そこでキョウタは中級、上級コース、どちらに分けようか?
そう進化している時だった。だから引き分けかな?と予想した。
結果は負けたが、内容は良かった。来年は必ず獲れる。勿論、継続と増加があればだが。
負けたあと「これだけ。ホンの少しやった。さてこの少しが何か?これを来週から考えろ」と言った。
最後はTKO勝ちのシン。
シンはキャリアがほとんど無い。しかし日に日に言われた事をきちんと守る。もしかしら、と思っていたら。2ラウンドTKO勝ち。
シンはキョウタと真反対で、慎重すぎるところがある。今日の三人で身体能力だけ言えば、断然キョウタが凄い。
能力が普通で積極的ではないシンに、確か2回ほどスパー中、叱った記憶がある。この時ステップを教えた。
それ以来、そのステップばかりをやるシンは、つまり人の言う事をよく聞く子、と思い迂闊な事は言わずに接している。
因みにシンは、すごく優しくいい子である。だからボクシングの上達が遅い。
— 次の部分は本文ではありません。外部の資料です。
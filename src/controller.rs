//! Document controller – owns the editor content, keeps pages and preview
//! in sync, and runs the save / reset / export commands one at a time.

use std::cell::Cell;
use std::fmt;
use std::rc::Rc;
use std::time::{Duration, Instant};

use serde::{Deserialize, Serialize};

use crate::config::AppConfig;
use crate::debounce::Debouncer;
use crate::dom::ElementNode;
use crate::error::{Error, Result};
use crate::export::{export_preview, ArtifactSink, ExportReport, FileSink};
use crate::i18n::{process_locale, t, Lang};
use crate::measure::{LayoutMeasurer, Measure};
use crate::paginate::{paginate, Pages};
use crate::preview::{build_preview, highlight_block};
use crate::raster::{BoxRasterizer, Rasterizer};
use crate::storage::{Clock, DraftStore, KeyValueStore};

// ---------------------------------------------------------------------------
// Single-flight state
// ---------------------------------------------------------------------------

#[derive(Debug, Clone, Copy, PartialEq, Eq, Hash, Serialize, Deserialize)]
#[serde(rename_all = "lowercase")]
pub enum OperationKind {
    Save,
    Reset,
    Export,
}

impl OperationKind {
    /// i18n key of the loading label.
    pub fn progress_key(self) -> &'static str {
        match self {
            OperationKind::Save => "saving",
            OperationKind::Reset => "resetting",
            OperationKind::Export => "exporting",
        }
    }
}

impl fmt::Display for OperationKind {
    fn fmt(&self, f: &mut fmt::Formatter<'_>) -> fmt::Result {
        f.write_str(match self {
            OperationKind::Save => "save",
            OperationKind::Reset => "reset",
            OperationKind::Export => "export",
        })
    }
}

#[derive(Debug, Clone, Copy, Default, PartialEq, Eq)]
pub enum Activity {
    #[default]
    Idle,
    InProgress(OperationKind),
}

/// Shared activity cell. Every surface that can start a command holds a
/// clone, so at most one command runs at a time across all of them.
#[derive(Debug, Clone, Default)]
pub struct FlightState(Rc<Cell<Activity>>);

impl FlightState {
    pub fn current(&self) -> Activity {
        self.0.get()
    }

    /// Start `kind`, or fail with [`Error::Busy`] naming the running command.
    pub fn begin(&self, kind: OperationKind) -> Result<FlightGuard> {
        match self.0.get() {
            Activity::InProgress(running) => Err(Error::Busy(running)),
            Activity::Idle => {
                self.0.set(Activity::InProgress(kind));
                Ok(FlightGuard {
                    state: Rc::clone(&self.0),
                })
            }
        }
    }
}

/// Marks a command as running; returns the state to idle when dropped.
#[derive(Debug)]
pub struct FlightGuard {
    state: Rc<Cell<Activity>>,
}

impl Drop for FlightGuard {
    fn drop(&mut self) {
        self.state.set(Activity::Idle);
    }
}

// ---------------------------------------------------------------------------
// Notices & commands
// ---------------------------------------------------------------------------

#[derive(Debug, Clone, Copy, PartialEq, Eq)]
pub enum NoticeLevel {
    Success,
    Failure,
}

/// Localized outcome of a command, for the UI shell to display.
#[derive(Debug, Clone, PartialEq)]
pub struct Notice {
    pub level: NoticeLevel,
    /// i18n key the message was built from.
    pub key: &'static str,
    pub message: String,
    /// Underlying error text for failures.
    pub detail: Option<String>,
}

impl Notice {
    fn success(lang: Lang, key: &'static str) -> Self {
        Self {
            level: NoticeLevel::Success,
            key,
            message: t(lang, key).to_string(),
            detail: None,
        }
    }

    fn failure(lang: Lang, key: &'static str, err: &Error) -> Self {
        Self {
            level: NoticeLevel::Failure,
            key,
            message: t(lang, key).to_string(),
            detail: Some(err.to_string()),
        }
    }

    pub fn is_success(&self) -> bool {
        self.level == NoticeLevel::Success
    }
}

/// The operations a UI shell may invoke.
pub trait Commands {
    fn save(&mut self) -> Result<Notice>;
    fn reset(&mut self) -> Result<Notice>;
    fn export_document(&mut self) -> Result<Notice>;
}

fn pause(d: Duration) {
    if !d.is_zero() {
        std::thread::sleep(d);
    }
}

// ---------------------------------------------------------------------------
// Controller
// ---------------------------------------------------------------------------

pub struct Controller<S, C> {
    config: AppConfig,
    content: String,
    pages: Pages,
    preview: ElementNode,
    lang: Lang,
    drafts: DraftStore<S, C>,
    measurer: Box<dyn Measure>,
    rasterizer: Box<dyn Rasterizer>,
    sink: Box<dyn ArtifactSink>,
    flight: FlightState,
    resize: Debouncer,
    last_export: Option<ExportReport>,
}

impl<S: KeyValueStore, C: Clock> Controller<S, C> {
    /// Controller with the layout-backed measurer and rasterizer, writing
    /// exports into the working directory. The UI language is the stored
    /// one, else the process locale's, else `config.lang`.
    pub fn new(config: AppConfig, drafts: DraftStore<S, C>) -> Self {
        let locale = process_locale();
        Self::with_locale(config, drafts, locale.as_deref())
    }

    /// [`Controller::new`] with the locale given instead of read from the
    /// environment.
    pub fn with_locale(config: AppConfig, drafts: DraftStore<S, C>, locale: Option<&str>) -> Self {
        let width = config.page_width_px();
        let lang = drafts
            .load_lang()
            .or_else(|| locale.and_then(Lang::from_locale))
            .unwrap_or(config.lang);
        let pages = Pages::placeholder();
        let preview = build_preview(&pages, t(lang, "content_placeholder"));
        Self {
            resize: Debouncer::new(config.resize_debounce()),
            config,
            content: String::new(),
            pages,
            preview,
            lang,
            drafts,
            measurer: Box::new(LayoutMeasurer::new()),
            rasterizer: Box::new(BoxRasterizer::new(width)),
            sink: Box::new(FileSink::new(".")),
            flight: FlightState::default(),
            last_export: None,
        }
    }

    pub fn with_measurer(mut self, measurer: impl Measure + 'static) -> Self {
        self.measurer = Box::new(measurer);
        self
    }

    pub fn with_rasterizer(mut self, rasterizer: impl Rasterizer + 'static) -> Self {
        self.rasterizer = Box::new(rasterizer);
        self
    }

    pub fn with_sink(mut self, sink: impl ArtifactSink + 'static) -> Self {
        self.sink = Box::new(sink);
        self
    }

    /// Share the single-flight state with another command surface.
    pub fn with_flight_state(mut self, flight: FlightState) -> Self {
        self.flight = flight;
        self
    }

    pub fn flight_state(&self) -> FlightState {
        self.flight.clone()
    }

    pub fn config(&self) -> &AppConfig {
        &self.config
    }

    pub fn content(&self) -> &str {
        &self.content
    }

    pub fn pages(&self) -> &Pages {
        &self.pages
    }

    pub fn preview(&self) -> &ElementNode {
        &self.preview
    }

    pub fn drafts(&self) -> &DraftStore<S, C> {
        &self.drafts
    }

    pub fn lang(&self) -> Lang {
        self.lang
    }

    pub fn last_export(&self) -> Option<&ExportReport> {
        self.last_export.as_ref()
    }

    /// The running command, for a loading indicator.
    pub fn loading(&self) -> Option<OperationKind> {
        match self.flight.current() {
            Activity::Idle => None,
            Activity::InProgress(kind) => Some(kind),
        }
    }

    pub fn loading_label(&self) -> Option<&'static str> {
        self.loading().map(|kind| t(self.lang, kind.progress_key()))
    }

    /// Replace the content and re-paginate immediately.
    pub fn set_content(&mut self, markup: impl Into<String>) {
        self.content = markup.into();
        self.repaginate();
    }

    /// Restore the saved draft, if any. Returns whether content was loaded.
    pub fn hydrate(&mut self) -> bool {
        match self.drafts.load() {
            Some(content) => {
                log::debug!("Hydrated draft ({} bytes)", content.len());
                self.set_content(content);
                true
            }
            None => false,
        }
    }

    pub fn set_lang(&mut self, lang: Lang) {
        self.lang = lang;
        if let Err(e) = self.drafts.save_lang(lang) {
            log::warn!("Could not persist language: {e}");
        }
        self.rebuild_preview();
    }

    /// Record a resize; re-pagination waits for [`Controller::poll_resize`].
    pub fn on_resize(&mut self, now: Instant) {
        self.resize.trigger(now);
    }

    /// Re-paginate if the resize burst has settled. Returns whether it did.
    pub fn poll_resize(&mut self, now: Instant) -> bool {
        if self.resize.poll(now) {
            self.repaginate();
            true
        } else {
            false
        }
    }

    pub fn highlight_block(&mut self, block_id: &str) -> usize {
        highlight_block(&mut self.preview, block_id)
    }

    pub fn repaginate(&mut self) {
        self.pages = paginate(
            &self.content,
            self.config.page_width_px(),
            self.config.budget,
            self.measurer.as_mut(),
        );
        self.rebuild_preview();
    }

    fn rebuild_preview(&mut self) {
        self.preview = build_preview(&self.pages, t(self.lang, "content_placeholder"));
    }
}

impl<S: KeyValueStore, C: Clock> Commands for Controller<S, C> {
    fn save(&mut self) -> Result<Notice> {
        let _flight = self.flight.begin(OperationKind::Save)?;
        match self.drafts.save(&self.content) {
            Ok(()) => {
                pause(self.config.save_delay());
                log::info!("Draft saved ({} bytes)", self.content.len());
                Ok(Notice::success(self.lang, "save_success"))
            }
            Err(e) => {
                log::error!("Saving draft failed: {e}");
                Ok(Notice::failure(self.lang, "save_failed", &e))
            }
        }
    }

    fn reset(&mut self) -> Result<Notice> {
        let _flight = self.flight.begin(OperationKind::Reset)?;
        if let Err(e) = self.drafts.mark_reset() {
            log::warn!("Could not record reset marker: {e}");
        }
        if let Err(e) = self.drafts.clear() {
            log::warn!("Could not remove draft: {e}");
        }
        self.content.clear();
        self.repaginate();
        pause(self.config.reset_delay());
        log::info!("Document reset");
        Ok(Notice::success(self.lang, "reset_success"))
    }

    fn export_document(&mut self) -> Result<Notice> {
        let _flight = self.flight.begin(OperationKind::Export)?;
        let opts = self.config.export_options();
        match export_preview(
            &mut self.preview,
            self.rasterizer.as_mut(),
            self.sink.as_mut(),
            &opts,
        ) {
            Ok(report) => {
                self.last_export = Some(report);
                Ok(Notice::success(self.lang, "export_success"))
            }
            Err(e) => {
                log::error!("PDF export failed: {e}");
                Ok(Notice::failure(self.lang, "export_failed", &e))
            }
        }
    }
}

#[cfg(test)]
mod tests {
    use super::*;
    use crate::export::MemorySink;
    use crate::storage::{ManualClock, MemoryStore};

    fn controller() -> Controller<MemoryStore, ManualClock> {
        Controller::with_locale(
            AppConfig::without_delays(),
            DraftStore::new(MemoryStore::new(), ManualClock::new(10_000)),
            None,
        )
        .with_sink(MemorySink::default())
    }

    #[test]
    fn starts_with_placeholder_page() {
        let c = controller();
        assert!(c.pages().is_placeholder());
        assert_eq!(c.loading(), None);
    }

    #[test]
    fn busy_while_another_command_runs() {
        let mut c = controller();
        let flight = c.flight_state();
        let guard = flight.begin(OperationKind::Export).unwrap();
        assert_eq!(c.loading(), Some(OperationKind::Export));
        assert!(matches!(c.save(), Err(Error::Busy(OperationKind::Export))));
        drop(guard);
        assert_eq!(flight.current(), Activity::Idle);
        assert!(c.save().unwrap().is_success());
        assert_eq!(flight.current(), Activity::Idle);
    }

    #[test]
    fn save_and_hydrate() {
        let mut c = controller();
        c.set_content("<p>draft</p>");
        let notice = c.save().unwrap();
        assert_eq!(notice.key, "save_success");
        assert_eq!(notice.message, "저장되었습니다.");

        c.set_content("");
        assert!(c.hydrate());
        assert_eq!(c.content(), "<p>draft</p>");
    }

    #[test]
    fn reset_clears_and_suppresses_hydration() {
        let mut c = controller();
        c.set_content("<p>draft</p>");
        c.save().unwrap();
        assert!(c.reset().unwrap().is_success());
        assert_eq!(c.content(), "");
        assert!(c.pages().is_placeholder());
        assert!(!c.hydrate());
    }

    #[test]
    fn language_switch_relocalizes_placeholder() {
        let mut c = controller();
        c.set_lang(Lang::En);
        assert_eq!(c.preview().text_content(), t(Lang::En, "content_placeholder"));
        assert_eq!(c.drafts().load_lang(), Some(Lang::En));
        assert_eq!(c.loading_label(), None);
    }

    #[test]
    fn stored_language_beats_locale_beats_config() {
        let drafts = || DraftStore::new(MemoryStore::new(), ManualClock::new(0));
        let config = AppConfig::without_delays();

        let c = Controller::with_locale(config.clone(), drafts(), Some("ja_JP.UTF-8"));
        assert_eq!(c.lang(), Lang::Ja);
        assert_eq!(c.preview().text_content(), t(Lang::Ja, "content_placeholder"));

        let c = Controller::with_locale(config.clone(), drafts(), Some("C"));
        assert_eq!(c.lang(), config.lang);

        let mut stored = drafts();
        stored.save_lang(Lang::Zh).unwrap();
        let c = Controller::with_locale(config, stored, Some("ja_JP.UTF-8"));
        assert_eq!(c.lang(), Lang::Zh);
    }

    #[test]
    fn busy_error_names_operation() {
        assert_eq!(Error::Busy(OperationKind::Save).to_string(), "Busy: save in progress");
    }
}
ボクシングは人を傷つける
こうして明日、シンは全国大会を決める、地区決勝戦がある。
しかし、今日はいい日だった。
これからは、子供に感動させられる人生を送る事になると確信した、そういう日でもあった。
タイセイ。
キョウタ。
シン。
ありがとね。
最後に。
成りたい自分に成るには、子供の白い気持ちの時の教育以外ない。